Я отрицательно покачал головой, так как подобных наклонностей у меня и впрямь не было. Внезапно меня осенило, чего так опасается мама, и меня самого пробрала неприятная дрожь.
– Это из-за него? – спросил я, – Я могу стать, как отец?
Мама чуть заметно вздрогнула. Видимо, она до последнего пыталась оттянуть главный контекст всего разговора.
– Нет, – заверила она нас обоих, – Нет, Витя. Таким ты не станешь. Ты… Ты ведь можешь себя контролировать? Ты отдаешь отчет своим поступкам?
На этот раз я положительно кивнул, хотя тогда не совсем понял, что мама имеет в виду. На самом деле, отчет поступкам я действительно отдавал, и не стал бы ничего поджигать там, где меня могли поймать. Голова у меня работала нормально, что касается развития. В школе я учился неплохо, не выделяясь среди других детей, но после того разговора моя тяга к огню стала пугать меня, и одновременно манить.
– Хорошо, раз так, – продолжила мама, – Ладно, иди купаться и спать. Завтра в школу.
На самом деле тот разговор был несколько длиннее: мама объясняла, почему мне следует держаться подальше от неприятностей и что для этого нужно делать. Но такие разговоры есть в каждой нормальной семье, и с годами он благополучно забылся. Я встал со стула и уже повернулся к маме спиной, когда она спросила:
– Ты ведь постараешься больше ничего не поджигать?
– Да, – коротко отрезал я, радуясь, что не смотрю ей в глаза в этот момент.
Я знал, что это неправда, и мог лишь обещать, что не буду ничего поджигать в ближайшее время. Мне не было известно, сколько продлится запал после сарая, но одно я мог сказать точно – то чувство, которое я испытал, глядя на устроенный мной пожар, будет преследовать меня, требуя испытывать его снова и снова.

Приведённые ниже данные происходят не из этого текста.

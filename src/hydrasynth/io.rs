//! Patch dumps and live edits over a MIDI `Stream` and `Sink`.

use std::time::Duration;

use futures::{Sink, SinkExt, Stream, StreamExt};
use log::{debug, warn};

use super::control;
use super::error::{HydraError, Result};
use super::layout::Version;
use super::session::{write_plan, DumpReader, Outcome, SessionConfig, WriteTarget};
use super::store::ParamStore;
use super::Outgoing;
use crate::midi_io::MidiIoError;
use crate::nrpn::NrpnParser;

/// Sends a plan, sleeping through its pauses.
pub async fn play<O>(plan: Vec<Outgoing>, midi_out: &mut O) -> Result<()>
where
    O: Sink<Vec<u8>> + Unpin,
    O::Error: Into<MidiIoError>,
{
    for step in plan {
        match step {
            Outgoing::Sysex(bytes) | Outgoing::Midi(bytes) => midi_out
                .send(bytes)
                .await
                .map_err(|e| HydraError::Io(e.into()))?,
            Outgoing::Pause(d) => tokio::time::sleep(d).await,
        }
    }
    Ok(())
}

/// Requests one patch and loads it into `store`. Gives up if the synth
/// goes quiet for `patience`.
pub async fn read_patch<I, O, S>(
    config: &SessionConfig,
    bank: u8,
    number: u8,
    patience: Duration,
    midi_in: &mut I,
    midi_out: &mut O,
    store: &mut S,
) -> Result<Version>
where
    I: Stream<Item = Vec<u8>> + Unpin,
    O: Sink<Vec<u8>> + Unpin,
    O::Error: Into<MidiIoError>,
    S: ParamStore + ?Sized,
{
    let mut reader = DumpReader::new(config.clone());
    play(reader.request(bank, number), midi_out).await?;
    loop {
        let msg = match tokio::time::timeout(patience, midi_in.next()).await {
            Ok(Some(msg)) => msg,
            Ok(None) | Err(_) => {
                warn!("no reply from the synth");
                play(reader.abort(), midi_out).await?;
                return Err(HydraError::Timeout);
            }
        };
        let step = reader.feed(&msg, store);
        play(step.replies, midi_out).await?;
        match step.outcome {
            Outcome::Incomplete | Outcome::Ignored => {}
            Outcome::Succeeded(version) => return Ok(version),
            Outcome::Failed(e) => return Err(e),
        }
    }
}

/// Writes `store` to the synth.
pub async fn write_patch<O, S>(
    config: &SessionConfig,
    store: &S,
    target: WriteTarget,
    midi_out: &mut O,
) -> Result<()>
where
    O: Sink<Vec<u8>> + Unpin,
    O::Error: Into<MidiIoError>,
    S: ParamStore + ?Sized,
{
    play(write_plan(config, store, target), midi_out).await
}

/// Sends every live-editable parameter of `store` as NRPN.
pub async fn send_parameters<O, S>(config: &SessionConfig, store: &S, midi_out: &mut O) -> Result<()>
where
    O: Sink<Vec<u8>> + Unpin,
    O::Error: Into<MidiIoError>,
    S: ParamStore + ?Sized,
{
    play(
        control::send_all(store, config.channel, config.matrix_pause),
        midi_out,
    )
    .await
}

/// Applies incoming NRPN edits to `store` until the stream ends. Each
/// applied change is passed to `on_update`.
pub async fn follow_edits<I, S, F>(channel: u8, midi_in: &mut I, store: &mut S, mut on_update: F)
where
    I: Stream<Item = Vec<u8>> + Unpin,
    S: ParamStore + ?Sized,
    F: FnMut(&control::Update),
{
    let mut parser = NrpnParser::new(channel);
    while let Some(msg) = midi_in.next().await {
        if let Some(nrpn) = parser.feed(&msg) {
            match control::decode(store, nrpn) {
                Some(update) => on_update(&update),
                None => debug!("dropped {nrpn:?}"),
            }
        }
    }
}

Можно сказать, что в тот вечер настал переломный период, сделавший из меня того, кем я позже стал. Хотя главную роль сыграл совсем другой человек, вскоре появившийся в нашей жизни и круто ее изменивший, но обо всем по порядку.
Глава 2.
После того, как мы подожгли сарай, прошло около недели, и жизнь продолжалась, вернувшись в свое русло. Была суббота, и мы сидели на лавочке во дворе, по очереди передавая друг другу "тетрис", который Аршаму прислал отец из Москвы. Он, его отец, уже больше года работал в столице, присылая семье деньги и готовя почву, чтобы перевезти их из Сосногорска. Моя мама общалась с Вануш, матерью Аршама, и я был в курсе того, что его отец связан с торговлей и часто рискует, поскольку эта отрасль плотно переплеталась с незаконной деятельностью.
Колины же родители погибли, и он жил с бабушкой в конце квартала, что почти каждый раз вспоминала наша соседка Нина Вячеславовна, дабы использовать это, как повод прогнать его. Она была эдаким дворовым гестаповцем – противная бабища, вечно брюзжала, ворчала, собирала и распространяла слухи и везде норовила вставить свои пять копеек. Я часто ловил себя на мысли, что очень хочу поджечь ей дверь, и останавливало меня лишь то, что если начать пожар в нашей пятиэтажке, то до приезда пожарных выгорит весь подъезд.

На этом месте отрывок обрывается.